Reproduce every record below, character by character.

::::

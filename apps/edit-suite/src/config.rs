use anyhow::{Context, Result};
use edit_harness::{ComparisonCriteria, FailurePolicy};
use serde::{Deserialize, Serialize};
use std::path::{Path, PathBuf};

#[derive(Debug, Clone, Default, Serialize, Deserialize)]
pub struct SuiteConfig {
    #[serde(default)]
    pub run: RunConfig,
    #[serde(default)]
    pub comparison: ComparisonCriteria,
}

#[derive(Debug, Clone, Serialize, Deserialize)]
pub struct RunConfig {
    /// Where logged images are written.
    #[serde(default)]
    pub artifacts_dir: Option<PathBuf>,
    #[serde(default = "default_timeout_secs")]
    pub timeout_secs: u64,
    /// Overrides each case's own policy when set.
    #[serde(default)]
    pub failure_policy: Option<FailurePolicy>,
    #[serde(default)]
    pub combinations: Option<PathBuf>,
    #[serde(default)]
    pub masters_dir: Option<PathBuf>,
}

fn default_timeout_secs() -> u64 {
    60
}

impl Default for RunConfig {
    fn default() -> Self {
        Self {
            artifacts_dir: None,
            timeout_secs: default_timeout_secs(),
            failure_policy: None,
            combinations: None,
            masters_dir: None,
        }
    }
}

impl SuiteConfig {
    /// Load from `path`, or from the default location when it exists.
    ///
    /// An explicitly named file must exist.
    pub fn load(path: Option<&Path>) -> Result<Self> {
        match path {
            Some(path) => Self::load_file(path),
            None => {
                let path = Self::config_path();
                if path.exists() {
                    Self::load_file(&path)
                } else {
                    Ok(Self::default())
                }
            }
        }
    }

    fn load_file(path: &Path) -> Result<Self> {
        let content = std::fs::read_to_string(path)
            .with_context(|| format!("reading config {}", path.display()))?;
        toml::from_str(&content).with_context(|| format!("parsing config {}", path.display()))
    }

    pub fn save(&self, path: &Path) -> Result<()> {
        if let Some(parent) = path.parent() {
            std::fs::create_dir_all(parent)?;
        }

        let content = toml::to_string_pretty(self)?;
        std::fs::write(path, content)?;
        Ok(())
    }

    pub fn config_path() -> PathBuf {
        directories::ProjectDirs::from("", "", "edit-suite")
            .map(|p| p.config_dir().join("config.toml"))
            .unwrap_or_else(|| PathBuf::from("config.toml"))
    }
}

#[cfg(test)]
mod tests {
    use super::*;

    #[test]
    fn test_partial_file_uses_defaults() {
        let config: SuiteConfig = toml::from_str(
            r#"
[run]
failure_policy = "collect-all"

[comparison]
max_error_proportion = 0.05
"#,
        )
        .unwrap();

        assert_eq!(config.run.timeout_secs, 60);
        assert_eq!(config.run.failure_policy, Some(FailurePolicy::CollectAll));
        assert_eq!(config.comparison.max_error_proportion, 0.05);
        assert_eq!(
            config.comparison.max_color_distance,
            ComparisonCriteria::default().max_color_distance
        );
    }

    #[test]
    fn test_save_and_load() {
        let dir = tempfile::tempdir().unwrap();
        let path = dir.path().join("nested").join("config.toml");

        let mut config = SuiteConfig::default();
        config.run.timeout_secs = 5;
        config.run.artifacts_dir = Some(PathBuf::from("out"));
        config.save(&path).unwrap();

        let loaded = SuiteConfig::load(Some(&path)).unwrap();
        assert_eq!(loaded.run.timeout_secs, 5);
        assert_eq!(loaded.run.artifacts_dir, Some(PathBuf::from("out")));
    }

    #[test]
    fn test_missing_explicit_file_is_error() {
        let dir = tempfile::tempdir().unwrap();
        assert!(SuiteConfig::load(Some(&dir.path().join("absent.toml"))).is_err());
    }
}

::::

(Answer section):
filename apps/edit-suite/src/config.rs
use anyhow::{Context, Result};
use edit_harness::{ComparisonCriteria, FailurePolicy};
use serde::{Deserialize, Serialize};
use std::path::{Path, PathBuf};

#[derive(Debug, Clone, Default, Serialize, Deserialize)]
pub struct SuiteConfig {
    #[serde(default)]
    pub run: RunConfig,
    #[serde(default)]
    pub comparison: ComparisonCriteria,
}

#[derive(Debug, Clone, Serialize, Deserialize)]
pub struct RunConfig {
    /// Where logged images are written.
    #[serde(default)]
    pub artifacts_dir: Option<PathBuf>,
    #[serde(default = "default_timeout_secs")]
    pub timeout_secs: u64,
    /// Overrides each case's own policy when set.
    #[serde(default)]
    pub failure_policy: Option<FailurePolicy>,
    #[serde(default)]
    pub combinations: Option<PathBuf>,
    #[serde(default)]
    pub masters_dir: Option<PathBuf>,
}

fn default_timeout_secs() -> u64 {
    60
}

impl Default for RunConfig {
    fn default() -> Self {
        Self {
            artifacts_dir: None,
            timeout_secs: default_timeout_secs(),
            failure_policy: None,
            combinations: None,
            masters_dir: None,
        }
    }
}

impl SuiteConfig {
    /// Load from `path`, or from the default location when it exists.
    ///
    /// An explicitly named file must exist.
    pub fn load(path: Option<&Path>) -> Result<Self> {
        match path {
            Some(path) => Self::load_file(path),
            None => {
                let path = Self::config_path();
                if path.exists() {
                    Self::load_file(&path)
                } else {
                    Ok(Self::default())
                }
            }
        }
    }

    fn load_file(path: &Path) -> Result<Self> {
        let content = std::fs::read_to_string(path)
            .with_context(|| format!("reading config {}", path.display()))?;
        toml::from_str(&content).with_context(|| format!("parsing config {}", path.display()))
    }

    pub fn save(&self, path: &Path) -> Result<()> {
        if let Some(parent) = path.parent() {
            std::fs::create_dir_all(parent)?;
        }

        let content = toml::to_string_pretty(self)?;
        std::fs::write(path, content)?;
        Ok(())
    }

    pub fn config_path() -> PathBuf {
        directories::ProjectDirs::from("", "", "edit-suite")
            .map(|p| p.config_dir().join("config.toml"))
            .unwrap_or_else(|| PathBuf::from("config.toml"))
    }
}

#[cfg(test)]
mod tests {
    use super::*;

    #[test]
    fn test_partial_file_uses_defaults() {
        let config: SuiteConfig = toml::from_str(
            r#"
[run]
failure_policy = "collect-all"

[comparison]
max_error_proportion = 0.05
"#,
        )
        .unwrap();

        assert_eq!(config.run.timeout_secs, 60);
        assert_eq!(config.run.failure_policy, Some(FailurePolicy::CollectAll));
        assert_eq!(config.comparison.max_error_proportion, 0.05);
        assert_eq!(
            config.comparison.max_color_distance,
            ComparisonCriteria::default().max_color_distance
        );
    }

    #[test]
    fn test_save_and_load() {
        let dir = tempfile::tempdir().unwrap();
        let path = dir.path().join("nested").join("config.toml");

        let mut config = SuiteConfig::default();
        config.run.timeout_secs = 5;
        config.run.artifacts_dir = Some(PathBuf::from("out"));
        config.save(&path).unwrap();

        let loaded = SuiteConfig::load(Some(&path)).unwrap();
        assert_eq!(loaded.run.timeout_secs, 5);
        assert_eq!(loaded.run.artifacts_dir, Some(PathBuf::from("out")));
    }

    #[test]
    fn test_missing_explicit_file_is_error() {
        let dir = tempfile::tempdir().unwrap();
        assert!(SuiteConfig::load(Some(&dir.path().join("absent.toml"))).is_err());
    }
}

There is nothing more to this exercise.